How to complete this task: Reproduce each line of the entries that carries "OutputWriter".

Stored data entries
▼▼▼
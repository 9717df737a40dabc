//! Input/output abstractions
//!
//! The terminal front end reads commands and writes board snapshots through
//! these traits so the driver can be exercised with scripted input.

use std::io::{self, Write};

/// Trait for reading user input
pub trait InputReader {
    /// Read a line of input from the player with a prompt.
    /// Returns `UnexpectedEof` when input is exhausted.
    fn read_line(&mut self, prompt: &str) -> Result<String, io::Error>;
}

/// Trait for writing output to the user
pub trait OutputWriter {
    /// Write a message with a newline
    fn writeln(&mut self, message: &str);
}

/// Terminal I/O implementation using stdin/stdout
pub struct TerminalIO;

impl InputReader for TerminalIO {
    fn read_line(&mut self, prompt: &str) -> Result<String, io::Error> {
        print!("{} ", prompt);
        io::stdout().flush()?;
        let mut input = String::new();
        if io::stdin().read_line(&mut input)? == 0 {
            return Err(io::Error::new(io::ErrorKind::UnexpectedEof, "stdin closed"));
        }
        Ok(input)
    }
}

impl OutputWriter for TerminalIO {
    fn writeln(&mut self, message: &str) {
        println!("{}", message);
    }
}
▲▲▲
Result of this task:
pub trait OutputWriter {
impl OutputWriter for TerminalIO {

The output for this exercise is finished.